Radial Magnetically-Insulated Transmission Lines (MITLs), which act as the last conducting component that couples electrical current to a pulsed magnetic fusion target, can generate debris and shrapnel during shots that pose a hazard to the surrounding structure. Slotted MITLs significantly reduce the overall mass of the post-shot debris and their kinetic impact, but break the azimuthal symmetry of the power flow and can potentially degrade the inertial confinement of the fusion fuel. In order to understand the effect of azimuthally asymmetric power flow on imploding targets, wire-array Z-pinch experiments with a slotted radial MITL were performed on MAGPIE, a MA-scale pulsed power machine.

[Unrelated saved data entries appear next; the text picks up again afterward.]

use std::collections::BTreeMap;

use crate::domain::quota::ledger::{QuotaDeltas, QuotaUsage};
use crate::domain::quota::resource::QuotaResource;

/// Remaining capacity per resource: `quota - (in_use + reserved)`.
///
/// An unlimited (`-1`) cores or ram quota is bounded by the instance
/// headroom instead: `instances_headroom * delta[res] / delta[instances]`,
/// using the deltas of the request that was rejected. Without a per-request
/// delta the instance headroom itself is used.
pub fn headroom(
    quotas: &BTreeMap<QuotaResource, i64>,
    usages: &BTreeMap<QuotaResource, QuotaUsage>,
    deltas: &QuotaDeltas,
) -> BTreeMap<QuotaResource, i64> {
    let mut headroom: BTreeMap<QuotaResource, i64> = usages
        .iter()
        .filter_map(|(resource, usage)| quotas.get(resource).map(|quota| (*resource, quota - usage.total())))
        .collect();

    let instances_headroom = headroom.get(&QuotaResource::Instances).copied().unwrap_or(1);
    let instances_delta = deltas.get(&QuotaResource::Instances).copied().unwrap_or(1);

    for resource in [QuotaResource::Cores, QuotaResource::Ram] {
        if quotas.get(&resource) != Some(&-1) {
            continue;
        }
        let bounded = match deltas.get(&resource) {
            Some(delta) if instances_delta != 0 => (instances_headroom * delta).div_euclid(instances_delta),
            _ => instances_headroom,
        };
        headroom.insert(resource, bounded);
    }

    headroom
}

/// Caller-facing detail strings for a quota failure: `(overs, requested, used, allowed)`.
pub fn over_quota_detail(
    headroom: &BTreeMap<QuotaResource, i64>,
    overs: &[QuotaResource],
    quotas: &BTreeMap<QuotaResource, i64>,
    requested: &QuotaDeltas,
) -> (String, String, String, String) {
    let mut reqs = Vec::with_capacity(overs.len());
    let mut useds = Vec::with_capacity(overs.len());
    let mut alloweds = Vec::with_capacity(overs.len());

    for resource in overs {
        let quota = quotas.get(resource).copied().unwrap_or(-1);
        reqs.push(requested.get(resource).copied().unwrap_or(0).to_string());
        useds.push((quota - headroom.get(resource).copied().unwrap_or(0)).to_string());
        alloweds.push(quota.to_string());
    }

    let names: Vec<&str> = overs.iter().map(|r| r.as_str()).collect();
    (names.join(", "), reqs.join(", "), useds.join(", "), alloweds.join(", "))
}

The dynamics of the wire array ablation streams and of the precursor column are characterized with optical diagnostics from both end-on and side-on perspectives. Imaging and interferometry of the ablating array reveal imprints of the lower-order rotational symmetry of the slotted MITL onto the wire array precursor plasma on the axis. Velocimetry through Thomson scattering was used to quantify the maximal azimuthal perturbation to the precursor dynamics.We will present results from wire-array Z-pinch experiments with different low-mass MITL geometries that aim to mitigate asymmetry while maintaining the same level of mass reduction and inductance penalty. Comparison between experimental results and MHD simulations will also be presented.